En introduction, Leila Adham (maître de conférences à l’Université de Poitiers) pose les questions essentielles auxquelles nous allons tous tenter d’apporter une réponse, du moins une partie de réponse, aujourd’hui. Extraits:

« Quel Shakespeare hante la scène contemporaine ? En quoi Shakespeare nous regarde-t-il encore ? Comment expliquer sa survivance ? N’est-ce pas son œuvre déformée que nous contemplons et n’est-ce pas cette déformation, cette forme de transgression, que nous venons voir? Il nous appartient de redécouvrir Shakespeare depuis la nouvelle scène ».
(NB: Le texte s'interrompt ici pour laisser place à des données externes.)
// src/metrics/normalize.rs

use serde_json::Value;

/// Reads a number that may arrive as a JSON number or as a locale-formatted
/// string ("1.234,56", "10,5", " 42 kWh"). Anything unusable becomes `0`.
pub fn parse_number(value: &Value) -> f64 {
    try_parse_number(value).unwrap_or(0.0)
}

/// Same rules as [`parse_number`], but reports `None` instead of falling back.
pub fn try_parse_number(value: &Value) -> Option<f64> {
    match value {
        Value::Number(n) => n.as_f64().filter(|v| v.is_finite()),
        Value::String(s) => parse_text_number(s),
        _ => None,
    }
}

pub fn parse_text_number(raw: &str) -> Option<f64> {
    let kept: String = raw
        .trim()
        .chars()
        .filter(|c| c.is_ascii_digit() || matches!(c, ',' | '.' | '-'))
        .collect();

    let canonical = match (kept.contains(','), kept.contains('.')) {
        // "1.234,56": dot groups thousands, comma marks decimals
        (true, true) => kept.replace('.', "").replace(',', "."),
        (true, false) => kept.replace(',', "."),
        _ => kept,
    };

    leading_number(&canonical).filter(|v| v.is_finite())
}

/// Longest `-?digits(.digits)?` prefix, so trailing text such as
/// "100-03-2025" still reads as `100`.
fn leading_number(s: &str) -> Option<f64> {
    let bytes = s.as_bytes();
    let digits_from = |mut i: usize| {
        while i < bytes.len() && bytes[i].is_ascii_digit() {
            i += 1;
        }
        i
    };

    let start = usize::from(bytes.first() == Some(&b'-'));
    let mut end = digits_from(start);
    let mut has_digits = end > start;

    if bytes.get(end) == Some(&b'.') {
        let frac_end = digits_from(end + 1);
        if frac_end > end + 1 {
            end = frac_end;
            has_digits = true;
        }
    }

    if !has_digits {
        return None;
    }
    s[..end].parse().ok()
}

/// Keeps only ASCII digits; `None` when nothing is left.
pub fn digits_only(raw: Option<&str>) -> Option<String> {
    let digits: String = raw?.chars().filter(|c| c.is_ascii_digit()).collect();
    (!digits.is_empty()).then_some(digits)
}

#[cfg(test)]
mod tests {
    use super::*;
    use serde_json::json;

    #[test]
    fn brazilian_thousands_and_decimal() {
        assert_eq!(parse_number(&json!("1.234,56")), 1234.56);
        assert_eq!(parse_number(&json!("10,5")), 10.5);
    }

    #[test]
    fn plain_numbers_pass_through() {
        assert_eq!(parse_number(&json!(42)), 42.0);
        assert_eq!(parse_number(&json!(-3.5)), -3.5);
        assert_eq!(parse_number(&json!("7.25")), 7.25);
    }

    #[test]
    fn garbage_becomes_zero() {
        assert_eq!(parse_number(&json!("abc")), 0.0);
        assert_eq!(parse_number(&Value::Null), 0.0);
        assert_eq!(parse_number(&json!(true)), 0.0);
        assert_eq!(parse_number(&json!({"injetado": 1})), 0.0);
        assert_eq!(try_parse_number(&json!("")), None);
    }

    #[test]
    fn units_and_spaces_are_stripped() {
        assert_eq!(parse_number(&json!("  150,00 kWh ")), 150.0);
        assert_eq!(parse_number(&json!("R$ 2.500,10")), 2500.1);
    }

    #[test]
    fn trailing_text_after_the_reading_is_ignored() {
        assert_eq!(parse_number(&json!("100 kWh - ref 03-2025")), 100.0);
        assert_eq!(parse_number(&json!("-12.5-abc")), -12.5);
        assert_eq!(parse_number(&json!(".5")), 0.5);
        assert_eq!(try_parse_number(&json!("- kWh")), None);
        assert_eq!(try_parse_number(&json!("-.")), None);
    }

    #[test]
    fn digits_only_drops_masks() {
        assert_eq!(
            digits_only(Some("12.345.678/0001-90")).as_deref(),
            Some("12345678000190")
        );
        assert_eq!(digits_only(Some(" - ")), None);
        assert_eq!(digits_only(None), None);
    }
}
Puis, Florence March (maître de conférence HDR à l’Université d’Avignon) nous parle de la présence de Shakespeare en Avignon de 2004 à 2011 (le Festival d’Avignon s’est ouvert en 1947 avec le Richard II de Shakespeare). Extraits:

« Pourquoi l’omniprésence de Shakespeare sur la scène contemporaine ? Depuis 25 ans, on constate une explosion des adaptations de pièces de Shakespeare sur la scène européenne. Au Festival d’Avignon, Shakespeare est une donnée récurrente de la programmation (il est monté par Colas, Ostermeier, Macaigne…). Le lecteur du 20ème a tellement l’habitude de considérer Shakespeare comme un classique qu’il n’a plus conscience que son théâtre est ancré dans la culture populaire. On assiste à une appropriation collective de son théâtre, car on trouve chez lui des échos de nos peurs et la force de les dépasser. Notre période de crise a engagé le renouveau du théâtre humaniste. Et les textes de Shakespeare offrent une très grande plasticité, une « adaptogénie » à des contextes différentes. Shakespeare est très présent, mais pas de la même manière: il y a, aujourd’hui, une désacralisation, ou du moins une renégociation, du mythe shakespearien. Revisiter les textes de Shakespeare revient à les exhumer. Les artistes contemporains jouent de Shakespeare plutôt que du Shakespeare. On n’est plus dans la dialectique de la fidélité et de la trahison, mais dans un rapport de proximité, de dialogue, de démarche dialogique. La culture de l’emprunt existait déjà à la Renaissance anglaise. Il y avait plusieurs versions d’un même texte, un dynamisme intertextuel, pas de forme de fixité. Les textes étaient pluriels et en perpétuel devenir. Aujourd’hui, la traduction d’un texte est comme une recréation: il y a un rapport de dialogue avec l’œuvre source. Dans l’adaptation que David Bobee fait de la traduction de Pascal Colin, il donne à voir la traduction à l’œuvre, il joue sur l’effet d’étrangeté. On monte du Shakespeare pour parler à travers lui: il est un vecteur, pas une fin en soi. Que fait on de l’héritage culturel du 16ème. Le théâtre de Shakespeare n’est pas muséal, c’est un théâtre du questionnement. Comme le disait Peter Brook, il faudrait oublier Shakespeare pour mieux le trouver. Il faut résister à la tentative de la commémoration et inventer des stratégies obliques de négociation ».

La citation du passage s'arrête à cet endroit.